2. En premier lieu, aux termes du premier alinéa de l'article L. 314-8 du code de l'action sociale et des familles : " Les modalités de fixation de la tarification des établissements et services mentionnés au I de l'article L. 312-1 sont déterminées par un décret en Conseil d'Etat ". Contrairement à ce que soutient M. B..., la disposition contestée a pour objet de modifier les conditions de tarification des services relevant du 6° et du 7° du I de cet article, afin de préciser les modalités de prise en compte du tarif minimal lorsque le financement de ces services s'effectue sous la forme d'une dotation globale, et non d'imposer aux personnes bénéficiant de l'aide sociale de faire appel à eux. Elle a été édictée par décret en Conseil d'Etat. M. B... n'est donc pas fondé à soutenir qu'elle serait entachée d'incompétence.

3. En deuxième lieu, aucun texte ni aucun principe ne faisait obligation au Premier ministre, avant l'adoption de la disposition litigieuse, de recueillir l'avis des bénéficiaires de ces services, d'organiser des enquêtes publiques au sujet des plans d'aide non réalisés ou de " prendre en compte " les services de la plateforme développée par M. B..., dénommée YouTime, dont il n'établit pas qu'elle relèverait des dispositions du 6° ou du 7° du I de l'article L. 312-1 du code de l'action sociale et des familles.

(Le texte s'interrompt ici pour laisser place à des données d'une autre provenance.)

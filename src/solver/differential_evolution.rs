use super::{Score, SearchStrategy};
use crate::error::{GeneratorError, GeneratorResult};
use ndarray::Array1;
use rand::rngs::StdRng;
use rand::{Rng, SeedableRng};
use serde::{Deserialize, Serialize};
use std::cmp::Ordering;

#[derive(Clone, Copy, Debug, PartialEq, Serialize, Deserialize)]
#[serde(default)]
pub struct DifferentialEvolutionOptions {
    pub population_size: usize,
    /// Scale factor of the difference vector.
    pub differential_weight: f64,
    pub crossover_probability: f64,
    /// Generations without improvement of the best feasible objective after
    /// which the search stops.
    pub stall_generations: usize,
}

impl Default for DifferentialEvolutionOptions {
    fn default() -> Self {
        Self {
            population_size: 40,
            differential_weight: 0.7,
            crossover_probability: 0.9,
            stall_generations: 50,
        }
    }
}

/// DE/rand/1/bin with feasibility-first selection.
///
/// The initial design is the first member of the population; the others are
/// drawn uniformly from the unit cube.
pub struct DifferentialEvolution {
    options: DifferentialEvolutionOptions,
    tolerance: f64,
    rng: StdRng,
    initial: Array1<f64>,
    population: Vec<Array1<f64>>,
    scores: Vec<Score>,
    trials: Vec<Array1<f64>>,
    best: Option<f64>,
    stall: usize,
}

impl DifferentialEvolution {
    pub fn new(
        options: DifferentialEvolutionOptions,
        initial: Array1<f64>,
        seed: u64,
        tolerance: f64,
    ) -> GeneratorResult<Self> {
        if options.population_size < 4 {
            return Err(GeneratorError::config(
                "differential evolution needs a population of at least 4",
            ));
        }
        if !(options.differential_weight > 0.0 && options.differential_weight <= 2.0) {
            return Err(GeneratorError::config(format!(
                "differential weight must be in (0, 2], got {}",
                options.differential_weight
            )));
        }
        if !(0.0..=1.0).contains(&options.crossover_probability) {
            return Err(GeneratorError::config(format!(
                "crossover probability must be in [0, 1], got {}",
                options.crossover_probability
            )));
        }
        if options.stall_generations == 0 {
            return Err(GeneratorError::config(
                "stall_generations must be positive",
            ));
        }
        Ok(Self {
            options,
            tolerance,
            rng: StdRng::seed_from_u64(seed),
            initial,
            population: Vec::new(),
            scores: Vec::new(),
            trials: Vec::new(),
            best: None,
            stall: 0,
        })
    }

    /// Lowest objective of the feasible members.
    fn best_feasible(&self) -> Option<f64> {
        self.scores
            .iter()
            .filter(|s| s.feasible)
            .map(|s| s.objective)
            .min_by(f64::total_cmp)
    }

    fn update_stall(&mut self) {
        let best = self.best_feasible();
        self.stall = match (self.best, best) {
            (Some(previous), Some(current))
                if previous - current <= self.tolerance * previous.abs().max(1.0) =>
            {
                self.stall + 1
            }
            _ => 0,
        };
        self.best = best;
    }

    fn initialize(&mut self) -> Vec<Array1<f64>> {
        let n = self.initial.len();
        let mut population = Vec::with_capacity(self.options.population_size);
        population.push(self.initial.clone());
        for _ in 1..self.options.population_size {
            population.push(Array1::from_shape_fn(n, |_| self.rng.gen::<f64>()));
        }
        population
    }

    /// Three distinct members other than `target`.
    fn donors(&mut self, target: usize) -> [usize; 3] {
        let n = self.population.len();
        let mut picks = [target; 3];
        for k in 0..3 {
            loop {
                let r = self.rng.gen_range(0..n);
                if r != target && !picks[..k].contains(&r) {
                    picks[k] = r;
                    break;
                }
            }
        }
        picks
    }

    fn trial(&mut self, target: usize) -> Array1<f64> {
        let [a, b, c] = self.donors(target);
        let f = self.options.differential_weight;
        let mutant = &self.population[a] + &((&self.population[b] - &self.population[c]) * f);
        let x = &self.population[target];
        let n = x.len();
        let j_rand = self.rng.gen_range(0..n);
        let mut trial = x.clone();
        for j in 0..n {
            if j == j_rand || self.rng.gen::<f64>() < self.options.crossover_probability {
                // bounce back into the cube
                trial[j] = if mutant[j] < 0.0 {
                    x[j] * self.rng.gen::<f64>()
                } else if mutant[j] > 1.0 {
                    x[j] + (1.0 - x[j]) * self.rng.gen::<f64>()
                } else {
                    mutant[j]
                };
            }
        }
        trial
    }
}

impl SearchStrategy for DifferentialEvolution {
    fn propose(&mut self) -> Vec<Array1<f64>> {
        self.trials = if self.scores.is_empty() {
            self.initialize()
        } else {
            (0..self.population.len()).map(|i| self.trial(i)).collect()
        };
        self.trials.clone()
    }

    fn accept(&mut self, scores: &[Score]) {
        let trials = std::mem::take(&mut self.trials);
        if self.scores.is_empty() {
            self.population = trials;
            self.scores = scores.to_vec();
            self.best = self.best_feasible();
            return;
        }
        for (i, (trial, score)) in trials.into_iter().zip(scores).enumerate() {
            if score.compare(&self.scores[i]) != Ordering::Greater {
                self.population[i] = trial;
                self.scores[i] = *score;
            }
        }
        self.update_stall();
    }

    /// The best feasible objective stalled, or the whole population is feasible
    /// and its objective spread is below the tolerance.
    fn converged(&self) -> bool {
        if self.best.is_some() && self.stall >= self.options.stall_generations {
            return true;
        }
        if self.scores.is_empty() || !self.scores.iter().all(|s| s.feasible) {
            return false;
        }
        let (min, max) = self
            .scores
            .iter()
            .fold((f64::INFINITY, f64::NEG_INFINITY), |(min, max), s| {
                (min.min(s.objective), max.max(s.objective))
            });
        max - min <= self.tolerance * min.abs().max(1.0)
    }
}

#[cfg(test)]
mod tests {
    use super::*;

    fn sphere(x: &Array1<f64>) -> Score {
        Score {
            objective: x.mapv(|x| (x - 0.3).powi(2)).sum(),
            violation: 0.0,
            feasible: true,
        }
    }

    #[test]
    fn minimizes_sphere() {
        let mut de = DifferentialEvolution::new(
            Default::default(),
            Array1::from(vec![0.9, 0.9, 0.9]),
            7,
            1e-10,
        )
        .unwrap();
        for _ in 0..300 {
            let batch = de.propose();
            assert!(batch.iter().flatten().all(|u| (0.0..=1.0).contains(u)));
            let scores: Vec<_> = batch.iter().map(sphere).collect();
            de.accept(&scores);
            if de.converged() {
                break;
            }
        }
        let best = de
            .scores
            .iter()
            .map(|s| s.objective)
            .fold(f64::INFINITY, f64::min);
        assert!(best < 1e-6);
    }

    #[test]
    fn seeded_runs_are_reproducible() {
        let initial = Array1::from(vec![0.5, 0.5]);
        let mut a = DifferentialEvolution::new(Default::default(), initial.clone(), 3, 1e-6).unwrap();
        let mut b = DifferentialEvolution::new(Default::default(), initial, 3, 1e-6).unwrap();
        assert_eq!(a.propose(), b.propose());
    }

    #[test]
    fn stops_when_the_best_stalls() {
        let options = DifferentialEvolutionOptions {
            stall_generations: 5,
            ..Default::default()
        };
        let mut de = DifferentialEvolution::new(options, Array1::from(vec![0.5, 0.5]), 1, 1e-6)
            .unwrap();
        // only the initial design is feasible, so the spread test never applies
        let initial = Array1::from(vec![0.5, 0.5]);
        let score = |x: &Array1<f64>| {
            let distance = (x - &initial).mapv(f64::abs).sum();
            Score {
                objective: 1.0,
                violation: distance,
                feasible: distance == 0.0,
            }
        };
        let mut generations = 0;
        while !de.converged() {
            let batch = de.propose();
            let scores: Vec<_> = batch.iter().map(score).collect();
            de.accept(&scores);
            generations += 1;
            assert!(generations < 100);
        }
        assert_eq!(generations, 6);
        assert_eq!(de.stall, 5);
    }

    #[test]
    fn rejects_small_population() {
        let options = DifferentialEvolutionOptions {
            population_size: 3,
            ..Default::default()
        };
        assert!(DifferentialEvolution::new(options, Array1::zeros(2), 0, 1e-6).is_err());
    }
}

Dès lors, le moyen tiré de ce que la disposition attaquée serait pour ces motifs entachée de vices de forme ou de procédure ne peut qu'être écarté.

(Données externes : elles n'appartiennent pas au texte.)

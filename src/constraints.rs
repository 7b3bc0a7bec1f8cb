use crate::error::{GeneratorError, GeneratorResult};
use crate::machine::EvaluationResult;
use indexmap::IndexMap;
use serde::{Deserialize, Serialize};
use std::fmt;
use std::ops::Deref;

/// Closed interval `[lower, upper]`.
#[derive(Clone, Copy, Debug, PartialEq, Serialize, Deserialize)]
pub struct Band {
    pub lower: f64,
    pub upper: f64,
}

impl Band {
    pub const fn new(lower: f64, upper: f64) -> Self {
        Self { lower, upper }
    }

    fn validate(&self, name: &str) -> GeneratorResult<()> {
        if self.lower.is_finite() && self.upper.is_finite() && self.lower <= self.upper {
            Ok(())
        } else {
            Err(GeneratorError::config(format!(
                "invalid limits for {name}: [{}, {}]",
                self.lower, self.upper
            )))
        }
    }
}

/// Diameter ratio band (outer stator diameter over airgap diameter) for a pole-pair count.
pub fn diameter_ratio_band(pole_pairs: usize) -> Band {
    match pole_pairs {
        1 => Band::new(1.65, 1.69),
        2 => Band::new(1.46, 1.49),
        3 => Band::new(1.37, 1.40),
        4 => Band::new(1.27, 1.30),
        _ => Band::new(1.20, 1.24),
    }
}

/// Targets and limits of the constraint set in SI units.
#[derive(Clone, Copy, Debug, PartialEq, Serialize, Deserialize)]
#[serde(default)]
pub struct ConstraintLimits {
    /// Minimum drivetrain efficiency.
    #[serde(rename = "efficiency_target [%]")]
    pub efficiency_target: f64,
    #[serde(rename = "phase_voltage [V]")]
    pub phase_voltage: Band,
    #[serde(rename = "airgap_flux_density [T]")]
    pub airgap_flux_density: Band,
    /// Saturation ceiling for yoke and tooth flux densities.
    #[serde(rename = "max_flux_density [T]")]
    pub max_flux_density: f64,
    #[serde(rename = "max_specific_current_loading [A/m]")]
    pub max_specific_current_loading: f64,
    #[serde(rename = "max_current_density [A/m^2]")]
    pub max_current_density: f64,
    pub aspect_ratio: Band,
    pub slot_aspect_ratio: Band,
    /// Excitation current ratio of doubly-fed machines.
    pub current_ratio: Band,
}

impl Default for ConstraintLimits {
    fn default() -> Self {
        Self {
            efficiency_target: 93.0,
            phase_voltage: Band::new(500.0, 5000.0),
            airgap_flux_density: Band::new(0.7, 1.2),
            max_flux_density: 2.0,
            max_specific_current_loading: 60e3,
            max_current_density: 6e6,
            aspect_ratio: Band::new(0.5, 1.5),
            slot_aspect_ratio: Band::new(4.0, 10.0),
            current_ratio: Band::new(0.1, 0.3),
        }
    }
}

impl ConstraintLimits {
    pub fn validate(&self) -> GeneratorResult<()> {
        self.phase_voltage.validate("phase voltage")?;
        self.airgap_flux_density.validate("airgap flux density")?;
        self.aspect_ratio.validate("aspect ratio")?;
        self.slot_aspect_ratio.validate("slot aspect ratio")?;
        self.current_ratio.validate("current ratio")?;
        for (name, value) in [
            ("efficiency target", self.efficiency_target),
            ("maximum flux density", self.max_flux_density),
            ("maximum specific current loading", self.max_specific_current_loading),
            ("maximum current density", self.max_current_density),
        ] {
            if !(value.is_finite() && value > 0.0) {
                return Err(GeneratorError::config(format!(
                    "{name} must be positive, got {value}"
                )));
            }
        }
        Ok(())
    }
}

/// Direction of a constraint.
#[derive(Clone, Copy, Debug, PartialEq, Eq, Serialize, Deserialize)]
pub enum Relation {
    GreaterThan,
    GreaterOrEqual,
    LessThan,
    LessOrEqual,
}

impl Relation {
    fn is_strict(self) -> bool {
        matches!(self, Self::GreaterThan | Self::LessThan)
    }
}

impl fmt::Display for Relation {
    fn fmt(&self, f: &mut fmt::Formatter<'_>) -> fmt::Result {
        let symbol = match self {
            Self::GreaterThan => ">",
            Self::GreaterOrEqual => ">=",
            Self::LessThan => "<",
            Self::LessOrEqual => "<=",
        };
        write!(f, "{symbol}")
    }
}

/// Signed residual of a single constraint.
///
/// The residual is positive on the satisfied side of the limit.
#[derive(Clone, Copy, Debug, PartialEq, Serialize, Deserialize)]
pub struct ConstraintResidual {
    pub value: f64,
    pub relation: Relation,
    pub limit: f64,
    pub residual: f64,
    pub satisfied: bool,
}

impl ConstraintResidual {
    pub fn new(value: f64, relation: Relation, limit: f64) -> Self {
        let residual = match relation {
            Relation::GreaterThan | Relation::GreaterOrEqual => value - limit,
            Relation::LessThan | Relation::LessOrEqual => limit - value,
        };
        let satisfied = if relation.is_strict() {
            residual > 0.0
        } else {
            residual >= 0.0
        };
        Self {
            value,
            relation,
            limit,
            residual,
            satisfied,
        }
    }

    /// Violation relative to the magnitude of the limit; zero if satisfied.
    pub fn violation(&self) -> f64 {
        if self.satisfied {
            return 0.0;
        }
        let scale = if self.limit.abs() > 0.0 {
            self.limit.abs()
        } else {
            1.0
        };
        (-self.residual).max(0.0) / scale
    }
}

/// Named residuals of all constraints, in catalogue order.
#[derive(Clone, Debug, Default, PartialEq, Serialize, Deserialize)]
pub struct ConstraintEvaluation(IndexMap<String, ConstraintResidual>);

impl Deref for ConstraintEvaluation {
    type Target = IndexMap<String, ConstraintResidual>;

    fn deref(&self) -> &Self::Target {
        &self.0
    }
}

impl ConstraintEvaluation {
    fn push(&mut self, name: &str, value: f64, relation: Relation, limit: f64) {
        self.0
            .insert(name.into(), ConstraintResidual::new(value, relation, limit));
    }

    fn push_band(&mut self, name: &str, value: f64, band: Band) {
        self.push(
            &format!("{name}_min"),
            value,
            Relation::GreaterOrEqual,
            band.lower,
        );
        self.push(
            &format!("{name}_max"),
            value,
            Relation::LessOrEqual,
            band.upper,
        );
    }

    pub fn feasible(&self) -> bool {
        self.0.values().all(|c| c.satisfied)
    }

    /// Names and relative magnitudes of all violated constraints.
    pub fn violations(&self) -> Vec<(String, f64)> {
        self.0
            .iter()
            .filter(|(_, c)| !c.satisfied)
            .map(|(name, c)| (name.clone(), c.violation()))
            .collect()
    }

    /// Sum of relative violations.
    pub fn total_violation(&self) -> f64 {
        self.0.values().map(ConstraintResidual::violation).sum()
    }
}

/// Evaluates the constraint catalogue for an evaluated design.
pub fn check(result: &EvaluationResult, limits: &ConstraintLimits) -> ConstraintEvaluation {
    use Relation::*;
    let mut c = ConstraintEvaluation::default();
    let b_max = limits.max_flux_density;

    c.push(
        "overall_efficiency",
        result.overall_efficiency,
        GreaterOrEqual,
        limits.efficiency_target,
    );
    c.push(
        "phase_voltage_min",
        result.phase_voltage,
        GreaterThan,
        limits.phase_voltage.lower,
    );
    c.push(
        "phase_voltage_max",
        result.phase_voltage,
        LessThan,
        limits.phase_voltage.upper,
    );
    c.push(
        "torque",
        result.torque_constraint.from_shear_stress,
        LessThan,
        result.torque_constraint.from_geometry,
    );
    c.push_band(
        "airgap_flux_density",
        result.airgap_flux_density,
        limits.airgap_flux_density,
    );
    c.push(
        "stator_yoke_flux_density",
        result.stator_yoke_flux_density,
        LessThan,
        b_max,
    );
    c.push(
        "rotor_yoke_flux_density",
        result.rotor_yoke_flux_density,
        LessThan,
        b_max,
    );
    c.push(
        "rotor_tooth_flux_density",
        result.rotor_tooth_flux_density,
        LessThan,
        b_max,
    );
    c.push(
        "stator_tooth_flux_density",
        result.stator_tooth_flux_density,
        LessThan,
        b_max,
    );
    c.push(
        "specific_current_loading",
        result.specific_current_loading,
        LessThan,
        limits.max_specific_current_loading,
    );
    c.push(
        "stator_current_density",
        result.stator_current_density,
        LessOrEqual,
        limits.max_current_density,
    );
    c.push(
        "rotor_current_density",
        result.rotor_current_density,
        LessOrEqual,
        limits.max_current_density,
    );
    c.push_band("aspect_ratio", result.aspect_ratio, limits.aspect_ratio);
    c.push_band(
        "diameter_ratio",
        result.diameter_ratio,
        diameter_ratio_band(result.pole_pairs),
    );
    c.push_band(
        "stator_slot_aspect_ratio",
        result.stator_slot_aspect_ratio,
        limits.slot_aspect_ratio,
    );
    c.push_band(
        "rotor_slot_aspect_ratio",
        result.rotor_slot_aspect_ratio,
        limits.slot_aspect_ratio,
    );
    if let Some(ratio) = result.current_ratio {
        c.push_band("current_ratio", ratio, limits.current_ratio);
    }
    c
}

4. En troisième lieu, eu égard à l'objet déjà mentionné de la disposition contestée, qui, contrairement à ce que soutient M. B..., n'attribue aucun contrat de commande publique ni n'impose aux personnes bénéficiant de l'aide sociale de faire appel à l'un de ces services ou à un service unique, M. B... ne peut utilement soutenir qu'elle aurait dû être précédée d'un appel d'offres en application de l'article L. 3 du code de la commande publique ou prévoir des garanties destinées à permettre aux bénéficiaires de l'aide sociale de faire appel à l'intervenant qui leur convient le mieux.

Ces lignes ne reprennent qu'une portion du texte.